Data records START
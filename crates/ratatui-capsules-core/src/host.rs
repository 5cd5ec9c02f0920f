//! The outbound side of the widget: everything it tells its host.

use serde::Deserialize;
use serde::Serialize;

/// Value reported to the host after a click.
///
/// Serializes to what the host's backing logic expects: `null`, a string, or a list of strings.
#[derive(Clone, Debug, PartialEq, Eq, Serialize, Deserialize)]
#[serde(untagged)]
pub enum ComponentValue {
    Null,
    Single(String),
    Multi(Vec<String>),
}

impl ComponentValue {
    pub fn to_json(&self) -> String {
        // Serializing strings and lists of strings cannot fail.
        serde_json::to_string(self).unwrap_or_else(|_| "null".to_string())
    }
}

/// Calls the widget makes into its embedding host. All calls are fire-and-forget.
pub trait Host {
    /// Declares the widget ready to receive render events.
    fn set_component_ready(&mut self) {}

    fn set_component_value(&mut self, value: ComponentValue);

    /// Asks the host to remeasure the widget (see
    /// [`crate::capsules::CapsuleSelector::desired_height`]) and resize its frame.
    fn set_frame_height(&mut self);
}

#[derive(Clone, Debug, PartialEq, Eq)]
pub enum HostCall {
    Ready,
    Value(ComponentValue),
    FrameHeight,
}

/// Host that records every call, in order.
#[derive(Clone, Debug, Default)]
pub struct RecordingHost {
    pub calls: Vec<HostCall>,
}

impl RecordingHost {
    pub fn new() -> Self {
        Self::default()
    }

    pub fn values(&self) -> impl Iterator<Item = &ComponentValue> {
        self.calls.iter().filter_map(|c| match c {
            HostCall::Value(v) => Some(v),
            _ => None,
        })
    }

    pub fn last_value(&self) -> Option<&ComponentValue> {
        self.values().last()
    }

    pub fn frame_height_requests(&self) -> usize {
        self.calls
            .iter()
            .filter(|c| matches!(c, HostCall::FrameHeight))
            .count()
    }

    pub fn clear(&mut self) {
        self.calls.clear();
    }
}

impl Host for RecordingHost {
    fn set_component_ready(&mut self) {
        self.calls.push(HostCall::Ready);
    }

    fn set_component_value(&mut self, value: ComponentValue) {
        self.calls.push(HostCall::Value(value));
    }

    fn set_frame_height(&mut self) {
        self.calls.push(HostCall::FrameHeight);
    }
}

#[cfg(test)]
mod tests {
    use super::*;

    #[test]
    fn values_serialize_to_host_shapes() {
        assert_eq!(ComponentValue::Null.to_json(), "null");
        assert_eq!(ComponentValue::Single("A".into()).to_json(), r#""A""#);
        assert_eq!(
            ComponentValue::Multi(vec!["A".into(), "B".into()]).to_json(),
            r#"["A","B"]"#
        );
        assert_eq!(ComponentValue::Multi(vec![]).to_json(), "[]");
    }

    #[test]
    fn recording_host_keeps_order() {
        let mut host = RecordingHost::new();
        host.set_component_ready();
        host.set_frame_height();
        host.set_component_value(ComponentValue::Null);
        assert_eq!(host.calls.first(), Some(&HostCall::Ready));
        assert_eq!(host.last_value(), Some(&ComponentValue::Null));
        assert_eq!(host.frame_height_requests(), 1);
    }
}
//! Collaborator Clients
//!
//! Trait seams for the two external collaborators of the lookup service:
//! a cache and a document store. The service takes both as constructor
//! arguments, so tests can substitute fakes without a DI framework.
//!
//! The in-memory implementations here stand in for real backends; they are
//! what the binary wires up (seeded in contract mode) and what the test
//! harness uses.

pub mod cache;
pub mod store;

pub use cache::{CacheClient, InMemoryCache};
pub use store::{DocumentStore, InMemoryStore};
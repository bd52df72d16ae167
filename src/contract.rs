//! Contract Model
//!
//! Serde model of a recorded consumer/provider interaction contract plus the
//! checks the verification harness runs against a live provider response.
//! The file format is a minimal subset of the pact interchange format: the
//! participants, a list of interactions, and the specification metadata.

use std::collections::HashMap;
use std::fs;
use std::path::Path;

use serde::{Deserialize, Serialize};
use serde_json::Value;
use thiserror::Error;

// == Contract Errors ==
/// Errors raised while loading a contract file.
#[derive(Error, Debug)]
pub enum ContractError {
    /// The contract file could not be read
    #[error("failed to read contract file: {0}")]
    Io(#[from] std::io::Error),

    /// The contract file is not valid JSON or has the wrong shape
    #[error("failed to parse contract file: {0}")]
    Parse(#[from] serde_json::Error),
}

// == Contract File Model ==
/// A participant in the contract (consumer or provider).
#[derive(Debug, Clone, Serialize, Deserialize)]
pub struct Participant {
    /// Participant name as recorded by the consumer test
    pub name: String,
}

/// The recorded request shape of an interaction.
#[derive(Debug, Clone, Serialize, Deserialize)]
pub struct InteractionRequest {
    /// HTTP method (e.g. "GET")
    pub method: String,
    /// Request path (e.g. "/sample/27")
    pub path: String,
}

/// The expected response shape of an interaction.
#[derive(Debug, Clone, Serialize, Deserialize)]
pub struct InteractionResponse {
    /// Expected HTTP status code
    pub status: u16,
    /// Headers the provider must send with the declared values
    #[serde(default)]
    pub headers: HashMap<String, String>,
    /// Expected JSON body; `None` means the body is not checked
    #[serde(default)]
    pub body: Option<Value>,
}

/// A single recorded request/response pair.
#[derive(Debug, Clone, Serialize, Deserialize)]
pub struct Interaction {
    /// Human-readable description (e.g. "A request to get sample data")
    pub description: String,
    /// The request the consumer sends
    pub request: InteractionRequest,
    /// The response the provider must produce
    pub response: InteractionResponse,
}

/// A recorded contract between one consumer and one provider.
#[derive(Debug, Clone, Serialize, Deserialize)]
pub struct Pact {
    /// The consumer that recorded the contract
    pub consumer: Participant,
    /// The provider being verified
    pub provider: Participant,
    /// All recorded interactions
    pub interactions: Vec<Interaction>,
    /// Format metadata (e.g. pact specification version)
    #[serde(default)]
    pub metadata: HashMap<String, Value>,
}

impl Pact {
    /// Loads a contract from a JSON file.
    pub fn load(path: impl AsRef<Path>) -> Result<Self, ContractError> {
        let raw = fs::read_to_string(path)?;
        let pact = serde_json::from_str(&raw)?;
        Ok(pact)
    }
}

// == Interaction Verification ==
impl Interaction {
    /// Checks an actual provider response against this interaction's
    /// expected response.
    ///
    /// Headers are compared case-insensitively by name and only the headers
    /// declared in the contract are checked. The body is compared as parsed
    /// JSON, so key order and whitespace do not matter.
    ///
    /// Returns a list of human-readable mismatches; empty means the response
    /// honours the contract.
    pub fn verify(
        &self,
        actual_status: u16,
        actual_headers: &HashMap<String, String>,
        actual_body: &[u8],
    ) -> Vec<String> {
        let mut mismatches = Vec::new();

        if actual_status != self.response.status {
            mismatches.push(format!(
                "status: expected {}, got {}",
                self.response.status, actual_status
            ));
        }

        for (name, expected) in &self.response.headers {
            let actual = actual_headers
                .iter()
                .find(|(k, _)| k.eq_ignore_ascii_case(name))
                .map(|(_, v)| v.as_str());

            match actual {
                Some(v) if v == expected => {}
                Some(v) => mismatches.push(format!(
                    "header '{}': expected '{}', got '{}'",
                    name, expected, v
                )),
                None => mismatches.push(format!("header '{}': missing", name)),
            }
        }

        if let Some(expected_body) = &self.response.body {
            match serde_json::from_slice::<Value>(actual_body) {
                Ok(actual_json) if &actual_json == expected_body => {}
                Ok(actual_json) => mismatches.push(format!(
                    "body: expected {}, got {}",
                    expected_body, actual_json
                )),
                Err(e) => mismatches.push(format!("body: not valid JSON: {}", e)),
            }
        }

        mismatches
    }
}
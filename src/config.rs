//! Configuration Module
//!
//! Handles loading and validating service configuration from environment
//! variables. Connection settings are names only: this sample never dials
//! external services, but the validation mirrors what a real deployment
//! would require.

use std::env;

use crate::error::{LookupError, Result};

// == Provider Mode ==
/// Selects how collaborators are wired at startup.
#[derive(Debug, Clone, Copy, PartialEq, Eq)]
pub enum ProviderMode {
    /// Contract-verification mode: collaborators are in-memory stand-ins
    /// seeded with the fixture item; connection settings are not required.
    Contract,
    /// Normal mode: all connection settings must be present.
    Live,
}

// == Config ==
/// Service configuration parameters.
#[derive(Debug, Clone)]
pub struct Config {
    /// Document store connection string
    pub store_connection: String,
    /// Document store database name
    pub store_database: String,
    /// Document store container name
    pub store_container: String,
    /// Cache connection string
    pub cache_connection: String,
    /// HTTP server port
    pub server_port: u16,
    /// Collaborator wiring mode
    pub mode: ProviderMode,
}

impl Config {
    /// Creates a new Config by loading values from environment variables.
    ///
    /// # Environment Variables
    /// - `STORE_CONNECTION` - Document store connection string
    /// - `STORE_DATABASE` - Document store database name
    /// - `STORE_CONTAINER` - Document store container name
    /// - `CACHE_CONNECTION` - Cache connection string
    /// - `SERVER_PORT` - HTTP server port (default: 3000)
    /// - `ENVIRONMENT` - "contract" selects contract-verification mode
    pub fn from_env() -> Self {
        let mode = match env::var("ENVIRONMENT") {
            Ok(v) if v.eq_ignore_ascii_case("contract") => ProviderMode::Contract,
            _ => ProviderMode::Live,
        };

        Self {
            store_connection: env::var("STORE_CONNECTION").unwrap_or_default(),
            store_database: env::var("STORE_DATABASE").unwrap_or_default(),
            store_container: env::var("STORE_CONTAINER").unwrap_or_default(),
            cache_connection: env::var("CACHE_CONNECTION").unwrap_or_default(),
            server_port: env::var("SERVER_PORT")
                .ok()
                .and_then(|v| v.parse().ok())
                .unwrap_or(3000),
            mode,
        }
    }

    /// Validates the configuration, failing fast on missing values.
    ///
    /// In live mode every connection setting is required; contract mode wires
    /// in-memory stand-ins and needs none of them.
    pub fn validate(&self) -> Result<()> {
        if self.mode == ProviderMode::Contract {
            return Ok(());
        }

        let required = [
            ("STORE_CONNECTION", &self.store_connection),
            ("STORE_DATABASE", &self.store_database),
            ("STORE_CONTAINER", &self.store_container),
            ("CACHE_CONNECTION", &self.cache_connection),
        ];

        for (name, value) in required {
            if value.is_empty() {
                return Err(LookupError::Configuration(format!(
                    "{} is not set",
                    name
                )));
            }
        }

        Ok(())
    }
}

impl Default for Config {
    fn default() -> Self {
        Self {
            store_connection: String::new(),
            store_database: String::new(),
            store_container: String::new(),
            cache_connection: String::new(),
            server_port: 3000,
            mode: ProviderMode::Live,
        }
    }
}
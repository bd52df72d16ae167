//! Error types for the lookup service
//!
//! Provides unified error handling using thiserror.

use axum::{
    http::StatusCode,
    response::{IntoResponse, Response},
    Json,
};
use thiserror::Error;

use crate::models::ErrorResponse;

// == Lookup Error Enum ==
/// Unified error type for the lookup service.
///
/// Every collaborator failure propagates unchanged to the caller; the core
/// performs no recovery, no fallback, no retry.
#[derive(Error, Debug)]
pub enum LookupError {
    /// The document store has no item for the given id
    #[error("Item not found: {0}")]
    NotFound(String),

    /// The cache or store could not be reached
    #[error("Upstream unavailable: {0}")]
    UpstreamUnavailable(String),

    /// A required configuration value is missing or empty
    #[error("Configuration error: {0}")]
    Configuration(String),

    /// Internal failure (e.g. undecodable cached payload)
    #[error("Internal error: {0}")]
    Internal(String),
}

// == IntoResponse Implementation ==
impl IntoResponse for LookupError {
    fn into_response(self) -> Response {
        let status = match &self {
            LookupError::NotFound(_) => StatusCode::NOT_FOUND,
            LookupError::UpstreamUnavailable(_) => StatusCode::BAD_GATEWAY,
            LookupError::Configuration(_) | LookupError::Internal(_) => {
                StatusCode::INTERNAL_SERVER_ERROR
            }
        };

        let body = Json(ErrorResponse::new(self.to_string()));

        (status, body).into_response()
    }
}

// == Result Type Alias ==
/// Convenience Result type for the lookup service.
pub type Result<T> = std::result::Result<T, LookupError>;

#[cfg(test)]
mod tests {
    use super::*;

    #[test]
    fn test_not_found_maps_to_404() {
        let response = LookupError::NotFound("27".to_string()).into_response();
        assert_eq!(response.status(), StatusCode::NOT_FOUND);
    }

    #[test]
    fn test_upstream_unavailable_maps_to_502() {
        let response =
            LookupError::UpstreamUnavailable("cache connection refused".to_string())
                .into_response();
        assert_eq!(response.status(), StatusCode::BAD_GATEWAY);
    }

    #[test]
    fn test_configuration_maps_to_500() {
        let response =
            LookupError::Configuration("STORE_CONNECTION is empty".to_string()).into_response();
        assert_eq!(response.status(), StatusCode::INTERNAL_SERVER_ERROR);
    }
}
Data records END
- Task requirements -
Set down again, word for word, the stretch of records from the line with "what the test" to the line with "(consumer or provider).", both of those lines included.

- Answer for the task -
//! what the binary wires up (seeded in contract mode) and what the test
//! harness uses.

pub mod cache;
pub mod store;

pub use cache::{CacheClient, InMemoryCache};
pub use store::{DocumentStore, InMemoryStore};
repository bd52df72d16ae167
filename src/contract.rs
//! Contract Model
//!
//! Serde model of a recorded consumer/provider interaction contract plus the
//! checks the verification harness runs against a live provider response.
//! The file format is a minimal subset of the pact interchange format: the
//! participants, a list of interactions, and the specification metadata.

use std::collections::HashMap;
use std::fs;
use std::path::Path;

use serde::{Deserialize, Serialize};
use serde_json::Value;
use thiserror::Error;

// == Contract Errors ==
/// Errors raised while loading a contract file.
#[derive(Error, Debug)]
pub enum ContractError {
    /// The contract file could not be read
    #[error("failed to read contract file: {0}")]
    Io(#[from] std::io::Error),

    /// The contract file is not valid JSON or has the wrong shape
    #[error("failed to parse contract file: {0}")]
    Parse(#[from] serde_json::Error),
}

// == Contract File Model ==
/// A participant in the contract (consumer or provider).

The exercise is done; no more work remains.